Estamos falando da linha do balanço que contabiliza os ganhos e despesas com juros, aplicações financeiras, variações cambiais e monetárias, operações com derivativos e outros itens semelhantes. Há um ano, a Gol (GOLL4) reportou um resultado financeiro líquido negativo de R$ 2 bilhões; no trimestre atual, houve um ganho de R$ 2,6 bilhões.
O xis da questão é justamente a variação cambial e monetária: apenas nesse quesito, a companhia teve um ganho de R$ 3,4 bilhões entre janeiro e março deste ano. E tudo porque, com o dólar mais baixo, há um impacto bastante relevante no saldo do endividamento.
Tradicionalmente, a Gol tem mais de 90% de sua dívida bruta denominada em dólares — e, tradicionalmente, a dívida bruta da empresa gira acima dos R$ 15 bilhões. Portanto, um alívio intenso no câmbio, como o visto no começo deste ano, afeta positivamente a dinâmica do endividamento em reais; por outro lado, se o dólar sobe forte, o efeito é o oposto.
Vale ressaltar que o saldo positivo no resultado financeiro é um efeito não-caixa: a cifra não diz respeito ao desempenho operacional e não se reverte num fortalecimento da posição de liquidez da companhia.
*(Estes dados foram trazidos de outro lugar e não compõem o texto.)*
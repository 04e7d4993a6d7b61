//! Poll listing, lookup and voting.
//!
//! A question is listed once it is published and has at least one choice;
//! its detail and results pages are visible once it is published; votes are
//! counted one at a time with an atomic increment. The module follows
//! hexagonal architecture:
//!
//! - Domain types in [`domain`]
//! - Port contracts in [`ports`]
//! - Adapter implementations in [`adapters`]
//! - Orchestration services in [`services`]
//! - View handlers and rendering in [`views`]

pub mod adapters;
pub mod domain;
pub mod ports;
pub mod services;
pub mod views;

#[cfg(test)]
mod tests;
Ou seja, estamos falando de uma linha que é sentida no lucro líquido, mas que diz respeito meramente à estrutura do balanço.
Sendo assim, se desconsiderarmos esse resultado financeiro excepcional e outros itens não recorrentes do balanço, chegamos aos seguintes números ajustados e recorrente:
Por mais que o alívio no câmbio seja importante para a dinâmica do endividamento da Gol (GOLL4), fato é que o saldo dos compromissos financeiros continua bastante elevado: a dívida líquida ajustada da empresa era de R$ 22 bilhões ao fim de março; no fim do primeiro trimestre de 2021, o volume era de R$ 13,6 bilhões.
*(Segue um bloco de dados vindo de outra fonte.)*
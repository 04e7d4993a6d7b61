//! Choice entity owned by a question.

use super::{ChoiceId, ChoiceText, PollDomainError, QuestionId};
use serde::{Deserialize, Serialize};

/// Highest vote tally a choice can hold.
///
/// Matches the `INTEGER` column used by the `PostgreSQL` adapter, so both
/// adapters reject the same increment.
pub const MAX_VOTES: u32 = i32::MAX.unsigned_abs();

/// One selectable answer to a question, with its vote tally.
#[derive(Debug, Clone, PartialEq, Eq, Serialize, Deserialize)]
pub struct Choice {
    id: ChoiceId,
    question_id: QuestionId,
    text: ChoiceText,
    votes: u32,
}

impl Choice {
    /// Creates a choice with no votes.
    #[must_use]
    pub fn new(question_id: QuestionId, text: ChoiceText) -> Self {
        Self {
            id: ChoiceId::new(),
            question_id,
            text,
            votes: 0,
        }
    }

    /// Reconstructs a choice from persisted storage.
    #[must_use]
    pub const fn from_persisted(
        id: ChoiceId,
        question_id: QuestionId,
        text: ChoiceText,
        votes: u32,
    ) -> Self {
        Self {
            id,
            question_id,
            text,
            votes,
        }
    }

    /// Returns the choice identifier.
    #[must_use]
    pub const fn id(&self) -> ChoiceId {
        self.id
    }

    /// Returns the owning question identifier.
    #[must_use]
    pub const fn question_id(&self) -> QuestionId {
        self.question_id
    }

    /// Returns the choice text.
    #[must_use]
    pub const fn text(&self) -> &ChoiceText {
        &self.text
    }

    /// Returns the number of votes recorded.
    #[must_use]
    pub const fn votes(&self) -> u32 {
        self.votes
    }

    /// Adds exactly one vote.
    ///
    /// # Errors
    ///
    /// Returns [`PollDomainError::VoteCountOverflow`] when the tally is
    /// already at [`MAX_VOTES`].
    pub fn record_vote(&mut self) -> Result<(), PollDomainError> {
        self.votes = self
            .votes
            .checked_add(1)
            .filter(|votes| *votes <= MAX_VOTES)
            .ok_or_else(|| PollDomainError::VoteCountOverflow(self.id.to_string()))?;
        Ok(())
    }
}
Apesar disso, a Gol tem conseguido manter um perfil de endividamento relativamente favorável, com menos de 15% dos vencimentos concentrados no curto prazo — cerca de R$ 3 bilhões. A alavancagem, medida pela relação entre dívida líquida e Ebitda nos últimos 12 meses, caiu de 10,5 vezes para 10,1 vezes.
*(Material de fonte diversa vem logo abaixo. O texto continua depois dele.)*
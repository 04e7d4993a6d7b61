//! In-memory adapters for polls.

mod repository;

pub use repository::InMemoryPollRepository;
Vale ressaltar que essa dinâmica de endividamento deve melhorar no segundo trimestre: o investimento de US$ 200 milhões feito pela American Airlines foi contabilizado apenas no começo de abril e, sendo assim, seu efeito será sentido apenas no próximo balanço.
Em termos de fluxo de caixa, há uma nova boa notícia para a Gol: as operações geraram cerca de R$ 700 milhões nos primeiros três meses de 2022 — a própria empresa afirma que parte desse resultado se deve às reservas futuras, considerando a evolução positiva da pandemia e a maior demanda por voos corporativos e a lazer.
Por outro lado, as atividades de investimento e financiamento consumiram, juntas, cerca de R$ 1 bilhão no trimestre. Ou seja: no consolidado dos três primeiros meses de 2022, houve uma queima de caixa de aproximadamente R$ 300 milhões.
Para 2022 como um todo, a Gol (GOLL4) manteve as suas principais projeções operacionais e financeiras: a margem Ebitda deve ficar em cerca de 24%, enquanto a margem operacional (Ebit) tende a oscilar perto dos 10% — números que mostram um espaço para melhoria ao longo do ano.
Em termos de endividamento, a Gol projeta uma alavancagem de cerca de 8 vezes ao fim do ano, abaixo dos 10,1 vezes visto em março; o lucro por ação em 2022 segue em zero — no primeiro trimestre, foi de R$ 6,58.
Em teleconferência com analistas e investidores, o presidente da Gol, Paulo Kakinoff, mostrou-se otimista com a tendência da demanda por voos no curto prazo. Segundo ele, há um aquecimento nítido tanto no segmento comercial quanto no a lazer, com destaque para a primeira categoria.
"As reservas apontam para uma sustentabilidade dessa demanda", disse Kakinoff, ponderando que a empresa ainda não fez revisões no segmento comercial para refletir esse cenário. "Mesmo nas projeções mais otimistas, não considerávamos uma curva tão acelerada nesse momento".